L.I.S.A.: Wie schätzen Sie die Stimmung unter frisch Promovierten ein? Was herrscht vor? Optimismus oder eher Skepsis mit Blick auf Karrierechancen?
Dr. Chrubasik: Es herrscht eher Skepsis mit Blick auf Karrierechancen. Viele lassen sich schnell verunsichern durch Absagen oder sehen keine Möglichkeit, neben der Promotion, weitere Standbeine aufzubauen. Dabei steht der Berufswunsch „Nachwuchswissenschaftler“ so stark im Vordergrund, dass die anderen Berufsfelder wie Notlösungen verstanden werden: „Ich könnte mir auch vorstellen, etwas mit Ausstellungen zu machen“. Trotz der vielen Informationsmöglichkeiten, die heute angeboten werden, ist es für mich jedes Mal erstaunlich, wie wenig die Promovierten im Laufe Ihres Studiums mit der Praxis, d.h. den realen Gegebenheiten in Berührung kamen und wie überrascht sie sind, dass es u.U. schwierig werden könnten, erst nach der Promotion umzudenken und neue Wege einzuschlagen.
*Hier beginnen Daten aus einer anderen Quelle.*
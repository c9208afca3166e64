//! MultiChord - a different chord for each note of the octave.
//!
//! There is no split point: every note is expanded. Each pitch class owns
//! four voices, and each voice has a semitone offset (-12 to +12) and a
//! velocity factor (0.5x to 2.0x). Voice 1 always plays. Voices 2-4 only
//! play when their offset differs from voice 1, so a pitch class left at
//! the defaults passes through as a single note.
//!
//! Three presets are built in: "Default", "Major triad" and "Minor triad".
//!
//! # Parameter ids
//!
//! ```text
//! offset   of pitch class pc, voice v: pc * 4 + v        (0..48)
//! velocity of pitch class pc, voice v: 48 + pc * 4 + v   (48..96)
//! ```

use std::sync::Arc;

use chordkit::prelude::*;

// =============================================================================
// Plugin Configuration
// =============================================================================

/// Plugin metadata.
pub static CONFIG: PluginConfig = PluginConfig::new("MultiChord", 1)
    .with_description("Plugin that creates different chords for each note of the octave")
    .with_version(1, 0, 0);

/// Voices per pitch class.
pub const VOICES: usize = 4;

/// Number of offset (and of velocity) parameters.
pub const MATRIX_SIZE: usize = VOICES * 12;

/// Built-in preset names.
pub const PRESETS: [&str; 3] = ["Default", "Major triad", "Minor triad"];

/// Parameter id of the offset for `pitch_class` and `voice`.
pub const fn offset_id(pitch_class: u8, voice: usize) -> ParameterId {
    (pitch_class as usize * VOICES + voice) as ParameterId
}

/// Parameter id of the velocity factor for `pitch_class` and `voice`.
pub const fn velocity_id(pitch_class: u8, voice: usize) -> ParameterId {
    (MATRIX_SIZE + pitch_class as usize * VOICES + voice) as ParameterId
}

// =============================================================================
// Parameters
// =============================================================================

/// Offset and velocity matrices.
#[derive(Debug)]
pub struct MultiChordParameters {
    offsets: [IntParameter; MATRIX_SIZE],
    velocities: [FloatParameter; MATRIX_SIZE],
}

impl MultiChordParameters {
    pub fn new() -> Self {
        Self {
            offsets: std::array::from_fn(|i| {
                let pc = i / VOICES;
                IntParameter::new(
                    format!("Offset {}{}", NOTE_NAMES[pc], i % VOICES + 1),
                    0,
                    -12..=12,
                )
                .with_id(i as ParameterId)
                .with_group(pc as GroupId)
                .with_formatter(Formatter::Interval { root: pc as u8 })
            }),
            velocities: std::array::from_fn(|i| {
                let pc = i / VOICES;
                FloatParameter::multiplier(
                    format!("Velocity {}{}", NOTE_NAMES[pc], i % VOICES + 1),
                    1.0,
                    0.5..=2.0,
                )
                .with_id((MATRIX_SIZE + i) as ParameterId)
                .with_group((12 + pc) as GroupId)
            }),
        }
    }

    /// Semitone offset of `voice` for `pitch_class`.
    pub fn offset(&self, pitch_class: u8, voice: usize) -> i64 {
        self.offsets[pitch_class as usize % 12 * VOICES + voice % VOICES].get()
    }

    /// Velocity factor of `voice` for `pitch_class`.
    pub fn velocity(&self, pitch_class: u8, voice: usize) -> f32 {
        self.velocities[pitch_class as usize % 12 * VOICES + voice % VOICES].get()
    }

    /// Apply preset `index` to every pitch class.
    pub fn apply_preset(&self, index: usize) -> PluginResult<()> {
        let third = match index {
            0 => None,
            1 => Some(4),
            2 => Some(3),
            _ => return Err(PluginError::UnknownPreset(index)),
        };
        self.reset_all();
        if let Some(third) = third {
            for voices in self.offsets.chunks(VOICES) {
                voices[1].set(third);
                voices[2].set(7);
            }
        }
        log::debug!("{} loaded preset \"{}\"", CONFIG.name, PRESETS[index]);
        Ok(())
    }
}

impl Default for MultiChordParameters {
    fn default() -> Self {
        Self::new()
    }
}

impl ParameterStore for MultiChordParameters {
    fn count(&self) -> usize {
        2 * MATRIX_SIZE
    }

    fn parameter(&self, index: usize) -> Option<&dyn ParameterRef> {
        if index < MATRIX_SIZE {
            Some(&self.offsets[index])
        } else {
            self.velocities
                .get(index - MATRIX_SIZE)
                .map(|p| p as &dyn ParameterRef)
        }
    }

    fn group_count(&self) -> usize {
        24
    }

    fn group(&self, index: usize) -> Option<GroupInfo> {
        match index {
            0..=11 => Some(GroupInfo::new(index as GroupId, format!("Offset {}", NOTE_NAMES[index]))),
            12..=23 => Some(GroupInfo::new(
                index as GroupId,
                format!("Velocity {}", NOTE_NAMES[index - 12]),
            )),
            _ => None,
        }
    }
}

// =============================================================================
// Voicing
// =============================================================================

/// Expands every note through the offset and velocity matrices.
#[derive(Debug)]
pub struct MatrixVoicing {
    parameters: Arc<MultiChordParameters>,
}

impl MatrixVoicing {
    pub fn new(parameters: Arc<MultiChordParameters>) -> Self {
        Self { parameters }
    }
}

impl Voicing for MatrixVoicing {
    fn zones(&self) -> KeyZones {
        KeyZones::play_only()
    }

    fn modifier(&mut self, _note: MidiNote, _key: u8, _pressed: bool) {}

    fn voice(&self, note: MidiNote, velocity: u8) -> Option<Chord> {
        let pc = note % OCTAVE;
        let root = self.parameters.offset(pc, 0);
        let mut chord = Chord::untabled();
        for voice in 0..VOICES {
            let offset = self.parameters.offset(pc, voice);
            if voice > 0 && offset == root {
                continue;
            }
            let Ok(output) = MidiNote::try_from(i64::from(note) + offset) else {
                continue;
            };
            if output > MAX_NOTE {
                continue;
            }
            let scaled = (self.parameters.velocity(pc, voice) * f32::from(velocity)) as i32;
            if scaled < 1 {
                continue;
            }
            chord.push(output, scaled.min(127) as u8);
        }
        Some(chord)
    }
}

// =============================================================================
// Processor
// =============================================================================

/// MultiChord processor.
#[derive(Debug)]
pub struct MultiChord {
    parameters: Arc<MultiChordParameters>,
    engine: ChordEngine<MatrixVoicing>,
}

impl MultiChord {
    /// Create a processor with the default engine configuration.
    pub fn new() -> Self {
        Self::with_config(EngineConfig::default())
    }

    /// Create a processor with an explicit engine configuration.
    pub fn with_config(config: EngineConfig) -> Self {
        let parameters = Arc::new(MultiChordParameters::new());
        let voicing = MatrixVoicing::new(Arc::clone(&parameters));
        log::debug!("{} created", CONFIG.name);
        Self {
            parameters,
            engine: ChordEngine::new(voicing, config),
        }
    }
}

impl Default for MultiChord {
    fn default() -> Self {
        Self::new()
    }
}

impl MidiProcessor for MultiChord {
    type Parameters = MultiChordParameters;

    fn config(&self) -> &'static PluginConfig {
        &CONFIG
    }

    fn parameters(&self) -> &Arc<MultiChordParameters> {
        &self.parameters
    }

    fn process(&mut self, input: &[MidiEvent], output: &mut MidiBuffer) {
        self.engine.process(input, output);
    }

    fn reset(&mut self, output: &mut MidiBuffer) {
        self.engine.release_all(0, output);
        self.engine.reset();
    }

    fn preset_count(&self) -> usize {
        PRESETS.len()
    }

    fn preset_name(&self, index: usize) -> Option<&'static str> {
        PRESETS.get(index).copied()
    }

    fn load_preset(&mut self, index: usize) -> PluginResult<()> {
        self.parameters.apply_preset(index)
    }
}

#[cfg(test)]
mod tests {
    use super::*;

    fn process(plugin: &mut MultiChord, input: &[MidiEvent]) -> Vec<[u8; 3]> {
        let mut output = MidiBuffer::with_capacity(64);
        plugin.process(input, &mut output);
        output.iter().map(|e| e.data).collect()
    }

    #[test]
    fn test_default_passes_root() {
        let mut plugin = MultiChord::new();
        let out = process(&mut plugin, &[MidiEvent::note_on(0, 0, 60, 100)]);
        assert_eq!(out, vec![[0x90, 60, 100]]);
        let out = process(&mut plugin, &[MidiEvent::note_off(0, 0, 60, 0)]);
        assert_eq!(out, vec![[0x80, 60, 0]]);
    }

    #[test]
    fn test_major_triad_preset() {
        let mut plugin = MultiChord::new();
        plugin.load_preset(1).unwrap();
        let out = process(&mut plugin, &[MidiEvent::note_on(0, 0, 62, 90)]);
        assert_eq!(out, vec![[0x90, 62, 90], [0x90, 66, 90], [0x90, 69, 90]]);
    }

    #[test]
    fn test_minor_triad_preset_and_back() {
        let mut plugin = MultiChord::new();
        plugin.load_preset(2).unwrap();
        assert_eq!(plugin.get_parameter(offset_id(9, 1)), Some(3.0));
        assert_eq!(plugin.get_parameter(offset_id(9, 3)), Some(0.0));
        plugin.load_preset(0).unwrap();
        assert_eq!(plugin.get_parameter(offset_id(9, 1)), Some(0.0));
    }

    #[test]
    fn test_unknown_preset() {
        let mut plugin = MultiChord::new();
        assert!(matches!(plugin.load_preset(3), Err(PluginError::UnknownPreset(3))));
        assert_eq!(plugin.preset_count(), 3);
        assert_eq!(plugin.preset_name(1), Some("Major triad"));
        assert_eq!(plugin.preset_name(3), None);
    }

    #[test]
    fn test_velocity_scaling() {
        let mut plugin = MultiChord::new();
        assert!(plugin.set_parameter(offset_id(0, 1), 12.0));
        assert!(plugin.set_parameter(offset_id(0, 2), -12.0));
        assert!(plugin.set_parameter(velocity_id(0, 0), 2.0));
        assert!(plugin.set_parameter(velocity_id(0, 1), 0.5));
        let out = process(&mut plugin, &[MidiEvent::note_on(0, 0, 60, 100)]);
        assert_eq!(out, vec![[0x90, 60, 127], [0x90, 72, 50], [0x90, 48, 100]]);
    }

    #[test]
    fn test_quiet_voices_are_skipped() {
        let mut plugin = MultiChord::new();
        plugin.load_preset(1).unwrap();
        assert!(plugin.set_parameter(velocity_id(0, 1), 0.5));
        let out = process(&mut plugin, &[MidiEvent::note_on(0, 0, 60, 1)]);
        assert_eq!(out, vec![[0x90, 60, 1], [0x90, 67, 1]]);
    }

    #[test]
    fn test_out_of_range_notes_skipped() {
        let mut plugin = MultiChord::new();
        assert!(plugin.set_parameter(offset_id(0, 0), -12.0));
        assert!(plugin.set_parameter(offset_id(0, 1), 4.0));
        assert!(plugin.set_parameter(offset_id(0, 2), -12.0));
        assert!(plugin.set_parameter(offset_id(0, 3), -12.0));
        let out = process(&mut plugin, &[MidiEvent::note_on(0, 0, 0, 100)]);
        assert_eq!(out, vec![[0x90, 4, 100]]);

        plugin.load_preset(1).unwrap();
        let out = process(&mut plugin, &[MidiEvent::note_on(0, 0, 125, 100)]);
        assert_eq!(out, vec![[0x90, 125, 100]]);
    }

    #[test]
    fn test_note_off_matches_after_matrix_change() {
        let mut plugin = MultiChord::new();
        plugin.load_preset(1).unwrap();
        process(&mut plugin, &[MidiEvent::note_on(0, 0, 60, 100)]);
        plugin.load_preset(2).unwrap();
        let out = process(&mut plugin, &[MidiEvent::note_off(0, 0, 60, 0)]);
        assert_eq!(out, vec![[0x80, 60, 0], [0x80, 64, 0], [0x80, 67, 0]]);
    }

    #[test]
    fn test_other_events_pass_through() {
        let mut plugin = MultiChord::new();
        let cc = MidiEvent::control_change(0, 0, cc::MOD_WHEEL, 10);
        let out = process(&mut plugin, &[cc]);
        assert_eq!(out, vec![cc.data]);
    }

    #[test]
    fn test_parameter_layout() {
        let plugin = MultiChord::new();
        let params = plugin.parameters();
        assert_eq!(params.count(), 96);
        assert_eq!(params.info(5).unwrap().name, "Offset C#2");
        assert_eq!(params.info(5).unwrap().symbol, "offset_cs2");
        assert_eq!(params.info(53).unwrap().name, "Velocity C#2");
        assert_eq!(params.format(offset_id(0, 1), 4.0).as_deref(), Some("+E"));
        assert_eq!(params.format(velocity_id(0, 0), 1.0).as_deref(), Some("1.00x"));
        assert_eq!(params.group_count(), 24);
        assert_eq!(params.find_group_by_name("Velocity D"), Some(14));
        assert!(!plugin.set_parameter(offset_id(0, 0), 13.0));
        assert!(!plugin.set_parameter(velocity_id(0, 0), 2.5));
        assert!(!plugin.set_parameter(96, 0.0));
    }
}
Dr. Rathmann: Gerade bei den frisch Promovierten war das Interesse am Thema mit einer latenten Skepsis vor dem ‚endgültigen‘ Schritt in die Wissenschaftslaufbahn unterlegt. Ich hatte bei den Fragen stets den Eindruck, dass sie nach einem sicheren Anker für ihre Zukunft suchten. Offenbar waren sie durch zahlreiche Gespräche und die mediale Berichterstattung verunsichert. Hier schien es mir wichtig, Vertrauen aufzubauen und nochmals die Bewertungskriterien für den beruflichen Werdegang zu schärfen. Wichtigste Entscheidungsmomente sind die Einschätzung der eigenen Fähigkeiten sowie der Wille, diesen Weg auch wirklich einschlagen zu wollen. Letztlich ist es trivial: Nur wenn man das macht, von dem man persönlich überzeugt ist und von dem man glaubt, es auch gut zu beherrschen, nur dann wird man Erfolg haben. Aber dies gilt für jede Karriere – ob innerhalb oder außerhalb der universitären Wissenschaft. Denn es ist ein großer Irrtum unserer Tage, dass vermeintlich gute Berufsaussichten das Kriterium schlechthin wäre. Auch als Anwalt oder Ingenieur kann man kolossal scheitern, wenn man diesen Weg ohne das notwendige Geschick oder die innere Überzeugung, sondern aus rein wirtschaftlichen Erwägungen einzuschlagen.